### [Brief]
Your answer should be every line of the entries that has the string "AutoFilter" in it.

### [Records for processing]
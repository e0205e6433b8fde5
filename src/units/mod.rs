//! Built-in processing units.
//!
//! All units are registered under the module name [`MODULE`]; a catalog entry
//! selects one with `modulename: rusty_analysis.units` and `classname:
//! AutoFilter`, `AutoHistogram` or `AutoBatch`.

pub mod batch;
pub mod filter;
pub mod histogram;
pub mod table;

use std::path::Path;

use anyhow::{Context, Result};

use crate::pipeline::{Configurables, PluginBinding, PluginRegistry};

pub use batch::AutoBatch;
pub use filter::AutoFilter;
pub use histogram::AutoHistogram;

/// Module name the built-in units are bound under.
pub const MODULE: &str = "rusty_analysis.units";

/// Register every built-in unit.
pub fn register_builtin(registry: &mut PluginRegistry) {
    registry.register(PluginBinding::new(MODULE, "AutoFilter"), AutoFilter::factory);
    registry.register(PluginBinding::new(MODULE, "AutoHistogram"), AutoHistogram::factory);
    registry.register(PluginBinding::new(MODULE, "AutoBatch"), AutoBatch::factory);
}

/// File name without its extension.
pub(crate) fn file_stem(path: &Path) -> String {
    path.file_stem()
        .map(|s| s.to_string_lossy().into_owned())
        .unwrap_or_default()
}

pub(crate) fn required(values: &Configurables, key: &str) -> Result<String> {
    match values.get(key).and_then(|v| v.as_deref()).map(str::trim) {
        Some(v) if !v.is_empty() => Ok(v.to_string()),
        _ => anyhow::bail!("no value configured for {key}"),
    }
}

pub(crate) fn optional_f64(values: &Configurables, key: &str) -> Result<Option<f64>> {
    match values.get(key).and_then(|v| v.as_deref()).map(str::trim) {
        Some(v) if !v.is_empty() => v
            .parse::<f64>()
            .map(Some)
            .with_context(|| format!("{key} '{v}' is not a number")),
        _ => Ok(None),
    }
}

pub(crate) fn optional_bool(values: &Configurables, key: &str) -> Result<Option<bool>> {
    match values.get(key).and_then(|v| v.as_deref()).map(str::trim) {
        Some(v) if !v.is_empty() => match v.to_ascii_lowercase().as_str() {
            "1" | "true" | "yes" | "on" => Ok(Some(true)),
            "0" | "false" | "no" | "off" => Ok(Some(false)),
            _ => anyhow::bail!("{key} '{v}' is not a yes/no value"),
        },
        _ => Ok(None),
    }
}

### [Exercise answer]
//! AutoFilter`, `AutoHistogram` or `AutoBatch`.
pub use filter::AutoFilter;
    registry.register(PluginBinding::new(MODULE, "AutoFilter"), AutoFilter::factory);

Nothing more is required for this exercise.